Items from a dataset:
*****

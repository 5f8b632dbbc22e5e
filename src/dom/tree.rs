//! Arena source tree
//!
//! Node 0 is always the document. Trees are built by hand with
//! [`SourceTree::append_child`] or from XML text, in which case adjacent
//! character data is merged into one text node.

use super::node::{SourceData, SourceId, SourceNode};
use super::{SourceItem, TreeSource};
use crate::core::XmlEventReader;
use crate::error::DtmError;
use crate::sax::{Attribute, ContentHandler, NamespaceDecl, QName};

#[derive(Debug, Clone)]
pub struct SourceTree {
    nodes: Vec<SourceNode>,
}

impl Default for SourceTree {
    fn default() -> Self {
        Self::new()
    }
}

impl SourceTree {
    /// Tree holding just a document node
    pub fn new() -> Self {
        SourceTree {
            nodes: vec![SourceNode::new(SourceData::Document, None)],
        }
    }

    /// Parse XML text into a tree
    pub fn parse(xml: &str, strict: bool) -> Result<Self, DtmError> {
        let mut builder = TreeBuilder::new();
        XmlEventReader::new(xml).strict(strict).drive(&mut builder)?;
        Ok(builder.tree)
    }

    #[inline]
    pub fn root_id(&self) -> SourceId {
        SourceId(0)
    }

    pub fn len(&self) -> usize {
        self.nodes.len()
    }

    pub fn is_empty(&self) -> bool {
        self.nodes.len() <= 1
    }

    pub fn get(&self, id: SourceId) -> Option<&SourceNode> {
        self.nodes.get(id.0 as usize)
    }

    /// Append a node as the last child of `parent`
    pub fn append_child(&mut self, parent: SourceId, data: SourceData) -> SourceId {
        let id = SourceId(self.nodes.len() as u32);
        self.nodes.push(SourceNode::new(data, Some(parent)));
        self.link_child(parent, id);
        id
    }

    fn link_child(&mut self, parent: SourceId, child: SourceId) {
        let last_child = self.nodes[parent.0 as usize].last_child;
        if let Some(last) = last_child {
            self.nodes[child.0 as usize].prev_sibling = Some(last);
            self.nodes[last.0 as usize].next_sibling = Some(child);
        } else {
            self.nodes[parent.0 as usize].first_child = Some(child);
        }
        self.nodes[parent.0 as usize].last_child = Some(child);
    }

    /// Re-point a node's first child; building a malformed tree on purpose is
    /// how the DOM-pull consistency checks get exercised
    pub fn set_first_child(&mut self, node: SourceId, child: Option<SourceId>) {
        self.nodes[node.0 as usize].first_child = child;
    }

    /// Re-point a node's next sibling, for the same purpose
    pub fn set_next_sibling(&mut self, node: SourceId, sibling: Option<SourceId>) {
        self.nodes[node.0 as usize].next_sibling = sibling;
    }
}

impl TreeSource for SourceTree {
    type Node = SourceId;

    fn root(&self) -> SourceId {
        SourceId(0)
    }

    fn first_child(&self, node: SourceId) -> Option<SourceId> {
        self.nodes[node.0 as usize].first_child
    }

    fn next_sibling(&self, node: SourceId) -> Option<SourceId> {
        self.nodes[node.0 as usize].next_sibling
    }

    fn parent(&self, node: SourceId) -> Option<SourceId> {
        self.nodes[node.0 as usize].parent
    }

    fn item(&self, node: SourceId) -> SourceItem<'_> {
        self.nodes[node.0 as usize].data.as_item()
    }
}

/// Builds a [`SourceTree`] from pushed events
struct TreeBuilder {
    tree: SourceTree,
    stack: Vec<SourceId>,
}

impl TreeBuilder {
    fn new() -> Self {
        let tree = SourceTree::new();
        let root = tree.root_id();
        TreeBuilder {
            tree,
            stack: vec![root],
        }
    }

    fn current(&self) -> SourceId {
        self.stack.last().copied().unwrap_or(SourceId(0))
    }
}

impl ContentHandler for TreeBuilder {
    fn start_element(
        &mut self,
        name: &QName,
        namespaces: &[NamespaceDecl],
        attributes: &[Attribute],
    ) -> Result<(), DtmError> {
        let data = SourceData::Element {
            name: name.clone(),
            namespaces: namespaces.to_vec(),
            attributes: attributes.to_vec(),
        };
        let id = self.tree.append_child(self.current(), data);
        self.stack.push(id);
        Ok(())
    }

    fn end_element(&mut self, _name: &QName) -> Result<(), DtmError> {
        if self.stack.len() > 1 {
            self.stack.pop();
        }
        Ok(())
    }

    fn characters(&mut self, text: &str) -> Result<(), DtmError> {
        let parent = self.current();
        if let Some(last) = self.tree.nodes[parent.0 as usize].last_child {
            if let SourceData::Text(existing) = &mut self.tree.nodes[last.0 as usize].data {
                existing.push_str(text);
                return Ok(());
            }
        }
        self.tree.append_child(parent, SourceData::Text(text.to_string()));
        Ok(())
    }

    fn cdata(&mut self, text: &str) -> Result<(), DtmError> {
        self.tree.append_child(self.current(), SourceData::CData(text.to_string()));
        Ok(())
    }

    fn comment(&mut self, text: &str) -> Result<(), DtmError> {
        self.tree.append_child(self.current(), SourceData::Comment(text.to_string()));
        Ok(())
    }

    fn processing_instruction(&mut self, target: &str, data: &str) -> Result<(), DtmError> {
        let node = SourceData::ProcessingInstruction {
            target: target.to_string(),
            data: data.to_string(),
        };
        self.tree.append_child(self.current(), node);
        Ok(())
    }
}

#[cfg(test)]
mod tests {
    use super::*;

    #[test]
    fn test_parse_links() {
        let tree = SourceTree::parse("<a x='1'><b/>text<c/></a>", false).unwrap();
        assert_eq!(tree.len(), 5);
        let a = tree.first_child(tree.root()).unwrap();
        let b = tree.first_child(a).unwrap();
        let text = tree.next_sibling(b).unwrap();
        assert!(matches!(tree.item(text), SourceItem::Text("text")));
        let c = tree.next_sibling(text).unwrap();
        assert_eq!(tree.parent(c), Some(a));
        assert_eq!(tree.next_sibling(c), None);
        match tree.item(a) {
            SourceItem::Element { attributes, .. } => assert_eq!(attributes.len(), 1),
            other => panic!("expected element, got {other:?}"),
        }
    }

    #[test]
    fn test_manual_construction() {
        let mut tree = SourceTree::new();
        let root = tree.root_id();
        let a = tree.append_child(root, SourceData::element(QName::local("a")));
        let b = tree.append_child(a, SourceData::Comment("b".into()));
        let c = tree.append_child(a, SourceData::Comment("c".into()));
        assert_eq!(tree.get(c).and_then(|n| n.prev_sibling), Some(b));
        assert!(tree.get(a).is_some_and(|n| n.is_element()));
        assert!(!tree.is_empty());
    }

    #[test]
    fn test_strict_parse_error() {
        assert!(SourceTree::parse("<a><b></a>", true).is_err());
    }
}
//! Incremental DTM construction
//!
//! A build strategy pulls from its source until it has changed the store
//! (appended a node or resolved a lazy link) and then returns, so a DTM can
//! ask for exactly as much of the document as a query needs.
//!
//! - `SaxPull`: pulls `SourceEvent`s from an `EventSource`
//! - `DomPull`: walks a `TreeSource` depth-first
//! - `DtmPushBuilder`: receives events through `ContentHandler` and builds eagerly
//!
//! All three feed the same [`Appender`], which owns the open-element stack and
//! enforces the store invariants: an element is appended together with its
//! namespace and attribute nodes, adjacent character data coalesces into one
//! text node, and closing an element resolves the links that were waiting on it.

pub mod dom_pull;
pub mod push;
pub mod sax_pull;

pub use dom_pull::DomPull;
pub use push::DtmPushBuilder;
pub use sax_pull::SaxPull;

use super::expanded::ExpandedNameTable;
use super::store::{NodeRecord, NodeStore};
use super::strings::StringPool;
use super::{Link, NodeType};
use crate::config::DtmConfig;
use crate::core::scanner::is_whitespace;
use crate::error::DtmError;
use crate::sax::{Attribute, NamespaceDecl, QName, SourceEvent};

/// Mutable view of the parts of a DTM a builder writes to
pub struct BuildTarget<'a> {
    pub store: &'a mut NodeStore,
    pub names: &'a mut ExpandedNameTable,
    pub strings: &'a mut StringPool,
}

/// One way of discovering nodes
pub trait BuildStrategy {
    /// Advance until the store changes; `Ok(false)` once the source is exhausted
    fn produce_next(&mut self, target: &mut BuildTarget<'_>) -> Result<bool, DtmError>;

    fn name(&self) -> &'static str;
}

#[derive(Debug, Clone, Copy)]
struct OpenNode {
    id: u32,
    last_child: Option<u32>,
}

/// Shared append logic behind every strategy
#[derive(Debug)]
pub struct Appender {
    open: Vec<OpenNode>,
    pending_text: String,
    strip_whitespace: bool,
    max_depth: u16,
    mutations: u64,
    started: bool,
    finished: bool,
}

impl Appender {
    pub fn new(config: &DtmConfig) -> Self {
        Appender {
            open: Vec::with_capacity(32),
            pending_text: String::new(),
            strip_whitespace: config.strips_whitespace(),
            max_depth: config.depth_limit(),
            mutations: 0,
            started: false,
            finished: false,
        }
    }

    /// Count of appends and link resolutions so far
    #[inline]
    pub fn mutations(&self) -> u64 {
        self.mutations
    }

    #[inline]
    pub fn is_finished(&self) -> bool {
        self.finished
    }

    pub fn apply(&mut self, target: &mut BuildTarget<'_>, event: &SourceEvent) -> Result<(), DtmError> {
        match event {
            SourceEvent::StartDocument => self.start_document(target),
            SourceEvent::EndDocument => self.end_document(target),
            SourceEvent::StartElement {
                name,
                namespaces,
                attributes,
            } => self.start_element(target, name, namespaces, attributes),
            SourceEvent::EndElement { .. } => self.end_element(target),
            SourceEvent::Characters(text) => self.characters(text),
            SourceEvent::CData(text) => self.leaf(target, NodeType::CData, "", "", text),
            SourceEvent::Comment(text) => self.leaf(target, NodeType::Comment, "", "", text),
            SourceEvent::ProcessingInstruction { target: pi, data } => {
                self.leaf(target, NodeType::ProcessingInstruction, pi, pi, data)
            }
        }
    }

    pub fn start_document(&mut self, target: &mut BuildTarget<'_>) -> Result<(), DtmError> {
        if self.started {
            return Err(DtmError::InconsistentSource("document started twice".into()));
        }
        let id = target.store.append(NodeRecord {
            kind: NodeType::Document,
            level: 0,
            parent: None,
            prev_sibling: None,
            expanded: NodeType::Document as u32,
            name: 0,
            value: 0,
        })?;
        self.open.push(OpenNode { id, last_child: None });
        self.started = true;
        self.mutations += 1;
        Ok(())
    }

    fn ensure_open(&mut self, target: &mut BuildTarget<'_>) -> Result<OpenNode, DtmError> {
        if !self.started {
            self.start_document(target)?;
        }
        if self.finished {
            return Err(DtmError::InconsistentSource("content after end of document".into()));
        }
        self.open
            .last()
            .copied()
            .ok_or_else(|| DtmError::InconsistentSource("no open node".into()))
    }

    fn append_child(&mut self, target: &mut BuildTarget<'_>, mut record: NodeRecord) -> Result<u32, DtmError> {
        let parent = self.ensure_open(target)?;
        record.parent = Some(parent.id);
        record.prev_sibling = parent.last_child;
        record.level = self.open.len() as u16;
        let id = target.store.append(record)?;
        if let Some(top) = self.open.last_mut() {
            top.last_child = Some(id);
        }
        self.mutations += 1;
        Ok(id)
    }

    pub fn start_element(
        &mut self,
        target: &mut BuildTarget<'_>,
        name: &QName,
        namespaces: &[NamespaceDecl],
        attributes: &[Attribute],
    ) -> Result<(), DtmError> {
        self.flush_text(target)?;
        let level = self.open.len().max(1) as u16;
        if level > self.max_depth {
            return Err(DtmError::DepthLimit(self.max_depth));
        }

        let record = NodeRecord {
            kind: NodeType::Element,
            level,
            parent: None,
            prev_sibling: None,
            expanded: target.names.expanded_type_id(&name.namespace, &name.local, NodeType::Element),
            name: target.strings.intern(&name.qualified()),
            value: 0,
        };
        let id = self.append_child(target, record)?;

        for decl in namespaces {
            target.store.append(NodeRecord {
                kind: NodeType::Namespace,
                level: level + 1,
                parent: Some(id),
                prev_sibling: None,
                expanded: target.names.expanded_type_id("", &decl.prefix, NodeType::Namespace),
                name: target.strings.intern(&decl.prefix),
                value: target.strings.intern(&decl.uri),
            })?;
        }
        for attribute in attributes {
            target.store.append(NodeRecord {
                kind: NodeType::Attribute,
                level: level + 1,
                parent: Some(id),
                prev_sibling: None,
                expanded: target.names.expanded_type_id(
                    &attribute.name.namespace,
                    &attribute.name.local,
                    NodeType::Attribute,
                ),
                name: target.strings.intern(&attribute.name.qualified()),
                value: target.strings.intern(&attribute.value),
            })?;
        }

        self.open.push(OpenNode { id, last_child: None });
        Ok(())
    }

    pub fn end_element(&mut self, target: &mut BuildTarget<'_>) -> Result<(), DtmError> {
        self.flush_text(target)?;
        if self.open.len() < 2 {
            return Err(DtmError::InconsistentSource("end of element with no element open".into()));
        }
        if let Some(node) = self.open.pop() {
            self.close(target, node);
        }
        Ok(())
    }

    pub fn end_document(&mut self, target: &mut BuildTarget<'_>) -> Result<(), DtmError> {
        if self.finished {
            return Ok(());
        }
        self.ensure_open(target)?;
        self.flush_text(target)?;
        if self.open.len() > 1 {
            return Err(DtmError::InconsistentSource("element left open at end of document".into()));
        }
        if let Some(document) = self.open.pop() {
            self.close(target, document);
        }
        self.finished = true;
        Ok(())
    }

    /// Buffer character data until something other than text arrives
    pub fn characters(&mut self, text: &str) -> Result<(), DtmError> {
        self.pending_text.push_str(text);
        Ok(())
    }

    pub fn leaf(
        &mut self,
        target: &mut BuildTarget<'_>,
        kind: NodeType,
        local: &str,
        qualified: &str,
        value: &str,
    ) -> Result<(), DtmError> {
        self.flush_text(target)?;
        let record = NodeRecord {
            kind,
            level: 0,
            parent: None,
            prev_sibling: None,
            expanded: target.names.expanded_type_id("", local, kind),
            name: target.strings.intern(qualified),
            value: target.strings.intern(value),
        };
        self.append_child(target, record)?;
        Ok(())
    }

    fn flush_text(&mut self, target: &mut BuildTarget<'_>) -> Result<(), DtmError> {
        if self.pending_text.is_empty() {
            return Ok(());
        }
        let text = std::mem::take(&mut self.pending_text);
        if self.strip_whitespace && is_whitespace(&text) {
            return Ok(());
        }
        let record = NodeRecord {
            kind: NodeType::Text,
            level: 0,
            parent: None,
            prev_sibling: None,
            expanded: NodeType::Text as u32,
            name: 0,
            value: target.strings.intern(&text),
        };
        self.append_child(target, record)?;
        Ok(())
    }

    fn close(&mut self, target: &mut BuildTarget<'_>, node: OpenNode) {
        match node.last_child {
            Some(last) => target.store.resolve_next_sibling(last, Link::Absent),
            None => target.store.resolve_first_child(node.id, Link::Absent),
        }
        // The closed node's own next_sibling stays open until a sibling arrives
        // or its parent closes.
        self.mutations += 1;
    }
}

#[cfg(test)]
mod tests {
    use super::*;

    struct Parts {
        store: NodeStore,
        names: ExpandedNameTable,
        strings: StringPool,
    }

    impl Parts {
        fn new() -> Self {
            Parts {
                store: NodeStore::with_capacity(16),
                names: ExpandedNameTable::new(),
                strings: StringPool::new(),
            }
        }

        fn target(&mut self) -> BuildTarget<'_> {
            BuildTarget {
                store: &mut self.store,
                names: &mut self.names,
                strings: &mut self.strings,
            }
        }
    }

    #[test]
    fn test_element_group_is_contiguous() {
        let mut parts = Parts::new();
        let mut appender = Appender::new(&DtmConfig::default());
        let mut target = parts.target();
        appender.start_document(&mut target).unwrap();
        appender
            .start_element(
                &mut target,
                &QName::local("a"),
                &[NamespaceDecl::new("p", "urn:p")],
                &[Attribute::new(QName::local("x"), "1"), Attribute::new(QName::local("y"), "2")],
            )
            .unwrap();
        appender.characters("hi").unwrap();
        appender.end_element(&mut target).unwrap();
        appender.end_document(&mut target).unwrap();

        let kinds: Vec<_> = (0..parts.store.len() as u32).map(|i| parts.store.kind(i)).collect();
        assert_eq!(
            kinds,
            [
                NodeType::Document,
                NodeType::Element,
                NodeType::Namespace,
                NodeType::Attribute,
                NodeType::Attribute,
                NodeType::Text
            ]
        );
        assert_eq!(parts.store.first_child(1), Link::Present(5));
        assert_eq!(parts.store.next_sibling(5), Link::Absent);
        assert_eq!(parts.store.next_sibling(1), Link::Absent);
        assert_eq!(parts.store.level(3), 2);
        assert_eq!(parts.strings.get(parts.store.value(5)), "hi");
    }

    #[test]
    fn test_text_coalesces_and_strips() {
        let mut parts = Parts::new();
        let config = DtmConfig::new().strip_whitespace(true);
        let mut appender = Appender::new(&config);
        let mut target = parts.target();
        appender.start_element(&mut target, &QName::local("a"), &[], &[]).unwrap();
        appender.characters("  ").unwrap();
        appender.leaf(&mut target, NodeType::Comment, "", "", "c").unwrap();
        appender.characters("one").unwrap();
        appender.characters(" two").unwrap();
        appender.end_element(&mut target).unwrap();
        appender.end_document(&mut target).unwrap();

        assert_eq!(parts.store.len(), 4);
        assert_eq!(parts.store.kind(2), NodeType::Comment);
        assert_eq!(parts.store.kind(3), NodeType::Text);
        assert_eq!(parts.strings.get(parts.store.value(3)), "one two");
    }

    #[test]
    fn test_depth_limit() {
        let mut parts = Parts::new();
        let mut appender = Appender::new(&DtmConfig::new().max_depth(2));
        let mut target = parts.target();
        appender.start_document(&mut target).unwrap();
        let name = QName::local("n");
        appender.start_element(&mut target, &name, &[], &[]).unwrap();
        appender.start_element(&mut target, &name, &[], &[]).unwrap();
        let err = appender.start_element(&mut target, &name, &[], &[]).unwrap_err();
        assert_eq!(err, DtmError::DepthLimit(2));
    }

    #[test]
    fn test_unbalanced_events_rejected() {
        let mut parts = Parts::new();
        let mut appender = Appender::new(&DtmConfig::default());
        let mut target = parts.target();
        appender.start_document(&mut target).unwrap();
        assert!(matches!(
            appender.end_element(&mut target),
            Err(DtmError::InconsistentSource(_))
        ));
        appender.start_element(&mut target, &QName::local("a"), &[], &[]).unwrap();
        assert!(matches!(
            appender.end_document(&mut target),
            Err(DtmError::InconsistentSource(_))
        ));
    }
}
//! Document Table Model
//!
//! A DTM stores an XML tree as flat, identity-indexed columns. Identities are
//! dense, start at 0 (the document node), and are handed out in document
//! order as the builder discovers nodes, so comparing two identities is a
//! document-order comparison.
//!
//! A [`NodeHandle`] folds the owning DTM's id into the high bits of the
//! identity, which keeps handles from different documents distinct and
//! totally ordered.

pub mod builder;
pub mod dispatch;
pub mod document;
pub mod expanded;
pub mod manager;
pub mod navigator;
pub mod store;
pub mod strings;

pub use document::Dtm;
pub use expanded::ExpandedNameTable;
pub use manager::DtmManager;
pub use navigator::Navigator;
pub use store::NodeStore;

use std::fmt;

/// Bits of a handle that hold the node identity
pub const IDENT_NODE_BITS: u32 = 22;
pub const IDENT_NODE_MASK: u32 = (1 << IDENT_NODE_BITS) - 1;
/// Nodes one DTM can address
pub const MAX_NODES: usize = 1 << IDENT_NODE_BITS;
/// Largest DTM id a handle can carry
pub const MAX_DTM_ID: u16 = (1 << (32 - IDENT_NODE_BITS)) - 1;

/// Kinds of node a DTM can hold
#[derive(Debug, Clone, Copy, PartialEq, Eq, Hash, PartialOrd, Ord)]
#[repr(u8)]
pub enum NodeType {
    Document = 0,
    Element = 1,
    Attribute = 2,
    Text = 3,
    CData = 4,
    Comment = 5,
    ProcessingInstruction = 6,
    Namespace = 7,
}

/// Number of node kinds; expanded type ids below this are the unnamed kinds
pub const NODE_TYPE_COUNT: u32 = 8;

impl NodeType {
    pub const ALL: [NodeType; NODE_TYPE_COUNT as usize] = [
        NodeType::Document,
        NodeType::Element,
        NodeType::Attribute,
        NodeType::Text,
        NodeType::CData,
        NodeType::Comment,
        NodeType::ProcessingInstruction,
        NodeType::Namespace,
    ];

    /// Kinds whose expanded type carries a name
    #[inline]
    pub fn is_named(self) -> bool {
        matches!(
            self,
            NodeType::Element | NodeType::Attribute | NodeType::ProcessingInstruction | NodeType::Namespace
        )
    }

    /// Attribute and namespace nodes hang off an element outside its child list
    #[inline]
    pub fn is_attribute_like(self) -> bool {
        matches!(self, NodeType::Attribute | NodeType::Namespace)
    }

    #[inline]
    pub fn is_text(self) -> bool {
        matches!(self, NodeType::Text | NodeType::CData)
    }
}

/// A lazily discovered link between two nodes of one DTM
#[derive(Debug, Clone, Copy, PartialEq, Eq)]
pub enum Link {
    /// The builder has not got far enough to know
    Unresolved,
    /// Known to be missing
    Absent,
    Present(u32),
}

impl Link {
    #[inline]
    pub fn is_resolved(self) -> bool {
        !matches!(self, Link::Unresolved)
    }
}

/// Handle of a node: DTM id in the high bits, identity in the low bits
#[derive(Clone, Copy, PartialEq, Eq, Hash, PartialOrd, Ord)]
pub struct NodeHandle(u32);

impl NodeHandle {
    #[inline]
    pub fn new(dtm_id: u16, identity: u32) -> Self {
        debug_assert!(dtm_id <= MAX_DTM_ID, "dtm id {dtm_id} out of range");
        debug_assert!(identity <= IDENT_NODE_MASK, "identity {identity} out of range");
        NodeHandle((identity & IDENT_NODE_MASK) | ((dtm_id as u32) << IDENT_NODE_BITS))
    }

    #[inline]
    pub fn from_raw(raw: u32) -> Self {
        NodeHandle(raw)
    }

    #[inline]
    pub fn raw(self) -> u32 {
        self.0
    }

    #[inline]
    pub fn identity(self) -> u32 {
        self.0 & IDENT_NODE_MASK
    }

    #[inline]
    pub fn dtm_id(self) -> u16 {
        (self.0 >> IDENT_NODE_BITS) as u16
    }

    /// Handle of the node with the same DTM and a different identity
    #[inline]
    pub fn with_identity(self, identity: u32) -> Self {
        NodeHandle::new(self.dtm_id(), identity)
    }
}

impl fmt::Debug for NodeHandle {
    fn fmt(&self, f: &mut fmt::Formatter<'_>) -> fmt::Result {
        write!(f, "#{}:{}", self.dtm_id(), self.identity())
    }
}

*****

--- What is expected ---
Each line of the data above containing the string "super" is to be copied.

--- Your solution ---
use super::node::{SourceData, SourceId, SourceNode};
use super::{SourceItem, TreeSource};
    use super::*;
use super::expanded::ExpandedNameTable;
use super::store::{NodeRecord, NodeStore};
use super::strings::StringPool;
use super::{Link, NodeType};
    use super::*;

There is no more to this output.